What you need to do: Filter the entries down to the lines holding "ItemId", then copy those lines.

● ● ●

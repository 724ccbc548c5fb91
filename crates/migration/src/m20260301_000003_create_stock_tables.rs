use sea_orm_migration::{prelude::*, schema::*};

use crate::{m20260301_000001_create_users_and_states::States, m20260301_000002_create_hierarchy_tables::Zones};

#[derive(DeriveMigrationName)]
pub struct Migration;

#[async_trait::async_trait]
impl MigrationTrait for Migration {
    async fn up(&self, manager: &SchemaManager) -> Result<(), DbErr> {
        manager
            .create_table(
                Table::create()
                    .table(Items::Table)
                    .if_not_exists()
                    .col(pk_auto(Items::Id))
                    .col(integer(Items::ZoneId))
                    .col(integer(Items::StateId))
                    .col(string(Items::Code))
                    .col(text_null(Items::Description))
                    .col(boolean(Items::Active).default(true))
                    .foreign_key(
                        ForeignKey::create()
                            .name("fk_items_zone_id")
                            .from(Items::Table, Items::ZoneId)
                            .to(Zones::Table, Zones::Id)
                            .on_delete(ForeignKeyAction::Restrict)
                            .on_update(ForeignKeyAction::NoAction),
                    )
                    .foreign_key(
                        ForeignKey::create()
                            .name("fk_items_state_id")
                            .from(Items::Table, Items::StateId)
                            .to(States::Table, States::Id)
                            .on_delete(ForeignKeyAction::Restrict)
                            .on_update(ForeignKeyAction::NoAction),
                    )
                    .to_owned(),
            )
            .await?;

        manager
            .create_table(
                Table::create()
                    .table(Inventories::Table)
                    .if_not_exists()
                    .col(pk_auto(Inventories::Id))
                    .col(integer(Inventories::ZoneId))
                    .col(string(Inventories::Name))
                    .col(timestamp_with_time_zone(Inventories::TakenAt).default(Expr::current_timestamp()))
                    .col(boolean(Inventories::Active).default(true))
                    .foreign_key(
                        ForeignKey::create()
                            .name("fk_inventories_zone_id")
                            .from(Inventories::Table, Inventories::ZoneId)
                            .to(Zones::Table, Zones::Id)
                            .on_delete(ForeignKeyAction::Restrict)
                            .on_update(ForeignKeyAction::NoAction),
                    )
                    .to_owned(),
            )
            .await?;

        manager
            .create_table(
                Table::create()
                    .table(InventoryDetails::Table)
                    .if_not_exists()
                    .col(pk_auto(InventoryDetails::Id))
                    .col(integer(InventoryDetails::InventoryId))
                    .col(integer(InventoryDetails::ItemId))
                    .col(integer(InventoryDetails::StateId))
                    .col(text_null(InventoryDetails::Observation))
                    .col(boolean(InventoryDetails::Active).default(true))
                    .foreign_key(
                        ForeignKey::create()
                            .name("fk_inventory_details_inventory_id")
                            .from(InventoryDetails::Table, InventoryDetails::InventoryId)
                            .to(Inventories::Table, Inventories::Id)
                            .on_delete(ForeignKeyAction::Restrict)
                            .on_update(ForeignKeyAction::NoAction),
                    )
                    .foreign_key(
                        ForeignKey::create()
                            .name("fk_inventory_details_item_id")
                            .from(InventoryDetails::Table, InventoryDetails::ItemId)
                            .to(Items::Table, Items::Id)
                            .on_delete(ForeignKeyAction::Restrict)
                            .on_update(ForeignKeyAction::NoAction),
                    )
                    .foreign_key(
                        ForeignKey::create()
                            .name("fk_inventory_details_state_id")
                            .from(InventoryDetails::Table, InventoryDetails::StateId)
                            .to(States::Table, States::Id)
                            .on_delete(ForeignKeyAction::Restrict)
                            .on_update(ForeignKeyAction::NoAction),
                    )
                    .to_owned(),
            )
            .await?;

        manager
            .create_index(
                Index::create()
                    .if_not_exists()
                    .name("idx_items_zone_id")
                    .table(Items::Table)
                    .col(Items::ZoneId)
                    .to_owned(),
            )
            .await?;

        manager
            .create_index(
                Index::create()
                    .if_not_exists()
                    .name("idx_inventories_zone_id")
                    .table(Inventories::Table)
                    .col(Inventories::ZoneId)
                    .to_owned(),
            )
            .await?;

        manager
            .create_index(
                Index::create()
                    .if_not_exists()
                    .name("idx_inventory_details_inventory_id")
                    .table(InventoryDetails::Table)
                    .col(InventoryDetails::InventoryId)
                    .to_owned(),
            )
            .await?;

        Ok(())
    }

    async fn down(&self, manager: &SchemaManager) -> Result<(), DbErr> {
        manager
            .drop_table(Table::drop().table(InventoryDetails::Table).to_owned())
            .await?;
        manager
            .drop_table(Table::drop().table(Inventories::Table).to_owned())
            .await?;
        manager
            .drop_table(Table::drop().table(Items::Table).to_owned())
            .await?;

        Ok(())
    }
}

#[derive(DeriveIden)]
pub enum Items {
    Table,
    Id,
    ZoneId,
    StateId,
    Code,
    Description,
    Active,
}

#[derive(DeriveIden)]
pub enum Inventories {
    Table,
    Id,
    ZoneId,
    Name,
    TakenAt,
    Active,
}

#[derive(DeriveIden)]
pub enum InventoryDetails {
    Table,
    Id,
    InventoryId,
    ItemId,
    StateId,
    Observation,
    Active,
}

● ● ●

Result:
                    .col(integer(InventoryDetails::ItemId))
                            .from(InventoryDetails::Table, InventoryDetails::ItemId)
    ItemId,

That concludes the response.